Omagh families say they will return to court if fresh investigation is not ordered
The families of Omagh bomb victims will return to court if the UK Government does not commit to a fresh investigation into the Real IRA atrocity, a campaigner has said.
Michael Gallagher, who lost his 21-year-old son Aiden in the 1998 bombing, said the families have had no contact from either the British or Irish governments since a High Court judge last year recommended that a new probe should take place.
Mr Gallagher was speaking after meetings on Monday at Stormont with the leaders of the DUP and TUV, who committed their support to an Article 2 compliant investigation into Omagh.
In a High Court judgment last October Mr Justice Horner directly recommended that the UK Government carry out a human rights-compliant investigation into alleged security failings in the lead-up to the August 1998 attack.
His ruling came following a legal challenge against the British government’s refusal to hold a public inquiry into the Real IRA atrocity, which killed 29 people, including a woman pregnant with twins.

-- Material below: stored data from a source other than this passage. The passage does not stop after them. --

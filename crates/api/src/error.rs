// Copyright (C) 2026 The Hemolink Authors
// Use of this source code is governed by an MIT-style
// license that can be found in the LICENSE file or at
// https://opensource.org/licenses/MIT.

//! Error types for the API layer.

use hemolink::CoreError;
use hemolink_domain::DomainError;

use crate::input::InputError;

/// API-level errors.
///
/// These are distinct from domain/core errors and represent the API contract.
#[derive(Debug, Clone, PartialEq, Eq)]
pub enum ApiError {
    /// A domain rule was violated.
    DomainRuleViolation {
        /// The rule that was violated.
        rule: String,
        /// A human-readable description of the violation.
        message: String,
    },
    /// Invalid input was provided.
    InvalidInput {
        /// The field that was invalid.
        field: String,
        /// A human-readable description of the error.
        message: String,
    },
    /// A requested resource was not found.
    ResourceNotFound {
        /// The type of resource that was not found.
        resource_type: String,
        /// A human-readable description of what was not found.
        message: String,
    },
    /// A concurrent writer kept winning. The caller may retry.
    Conflict {
        /// A human-readable description of the conflict.
        message: String,
    },
    /// The backing store is temporarily unavailable. The caller may retry.
    Unavailable {
        /// A human-readable description of the outage.
        message: String,
    },
    /// An internal error occurred.
    Internal {
        /// A description of the internal error.
        message: String,
    },
}

impl ApiError {
    /// Returns true if repeating the call may succeed.
    #[must_use]
    pub const fn is_retryable(&self) -> bool {
        matches!(self, Self::Conflict { .. } | Self::Unavailable { .. })
    }
}

impl std::fmt::Display for ApiError {
    fn fmt(&self, f: &mut std::fmt::Formatter<'_>) -> std::fmt::Result {
        match self {
            Self::DomainRuleViolation { rule, message } => {
                write!(f, "Domain rule violation ({rule}): {message}")
            }
            Self::InvalidInput { field, message } => {
                write!(f, "Invalid input for field '{field}': {message}")
            }
            Self::ResourceNotFound {
                resource_type,
                message,
            } => {
                write!(f, "{resource_type} not found: {message}")
            }
            Self::Conflict { message } => write!(f, "Conflict: {message}"),
            Self::Unavailable { message } => write!(f, "Service unavailable: {message}"),
            Self::Internal { message } => write!(f, "Internal error: {message}"),
        }
    }
}

impl std::error::Error for ApiError {}

impl From<InputError> for ApiError {
    fn from(err: InputError) -> Self {
        Self::InvalidInput {
            field: err.field().to_string(),
            message: err.to_string(),
        }
    }
}

/// Translates a domain error into an API error.
///
/// This translation is explicit and ensures domain errors are not leaked directly.
#[must_use]
pub fn translate_domain_error(err: DomainError) -> ApiError {
    let message: String = err.to_string();
    match err {
        DomainError::InvalidBloodType(_) => ApiError::InvalidInput {
            field: String::from("blood_type"),
            message,
        },
        DomainError::InvalidRole(_) => ApiError::InvalidInput {
            field: String::from("role"),
            message,
        },
        DomainError::InvalidUrgency(_) => ApiError::InvalidInput {
            field: String::from("urgency"),
            message,
        },
        DomainError::InvalidRequestStatus(_) | DomainError::InvalidDonationStatus(_) => {
            ApiError::InvalidInput {
                field: String::from("status"),
                message,
            }
        }
        DomainError::InvalidUnits { .. } => ApiError::InvalidInput {
            field: String::from("units"),
            message,
        },
        DomainError::InvalidQuantity { .. } => ApiError::InvalidInput {
            field: String::from("quantity"),
            message,
        },
        DomainError::InvalidUserId(_) => ApiError::InvalidInput {
            field: String::from("user_id"),
            message,
        },
        DomainError::InvalidDisplayName(_) => ApiError::InvalidInput {
            field: String::from("display_name"),
            message,
        },
        DomainError::DateParseError { .. } => ApiError::InvalidInput {
            field: String::from("required_date"),
            message,
        },
        DomainError::RequestNotOpen { .. } => ApiError::DomainRuleViolation {
            rule: String::from("request_accepts_offers"),
            message,
        },
        DomainError::InvalidRequestTransition { .. } => ApiError::DomainRuleViolation {
            rule: String::from("request_lifecycle"),
            message,
        },
        DomainError::InvalidDonationTransition { .. } => ApiError::DomainRuleViolation {
            rule: String::from("donation_lifecycle"),
            message,
        },
    }
}

/// Translates a core error into an API error.
///
/// This translation is explicit and ensures core errors are not leaked directly.
#[must_use]
pub fn translate_core_error(err: CoreError) -> ApiError {
    let retryable: bool = err.is_retryable();
    let message: String = err.to_string();
    match err {
        CoreError::DomainViolation(domain_err) => translate_domain_error(domain_err),
        CoreError::Store(_) if retryable => ApiError::Unavailable { message },
        CoreError::Store(_) => ApiError::Internal { message },
        CoreError::DonationNotFound(_) => ApiError::ResourceNotFound {
            resource_type: String::from("Donation"),
            message,
        },
        CoreError::RequestNotFound(_) => ApiError::ResourceNotFound {
            resource_type: String::from("Request"),
            message,
        },
        CoreError::ProfileNotFound(_) => ApiError::ResourceNotFound {
            resource_type: String::from("Profile"),
            message,
        },
        CoreError::ConcurrentConflict { .. } => ApiError::Conflict { message },
    }
}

While having no jurisdiction to order the Dublin government to act on the matter, the judge also urged authorities there to establish their own probe in light of his findings.
Speaking following a meeting with Omagh families, DUP leader Sir Jeffrey Donaldson said: “The judge recommended an Article 2 compliant investigation into the Omagh case.
“I have consulted within our party and we have come to the view that we support the families’ call and the recommendation.
“There should also be an investigation within the Irish Republic, where there are many questions to be answered.”
Mr Gallagher said: “All of the parties in Northern Ireland are now on board with the call for an Article 2 compliant investigation into Omagh.
“We have already written to the Secretary of State (Brandon Lewis) informing him that if he is not willing to meet us and discuss the way forward, that we will end up back in court seeking another judicial review.
“Since the judgment was made on October 8 and shortly after that we wrote to the Secretary of State and to the Taoiseach (Micheal Martin) requesting a meeting to try and navigate a way forward.
“We have had absolutely no response from either government.
“It seems that they need to be dragged kicking and screaming to the courthouse doors.”
A UK Government spokesperson said: “The Omagh bomb was a terrible atrocity and caused untold damage to the families of the 29 people who were tragically killed and the 220 who were injured. The reverberations were felt not just in Northern Ireland, but across the world.
“We are taking time to consider the judgment and all its recommendations carefully before making a decision on next steps.”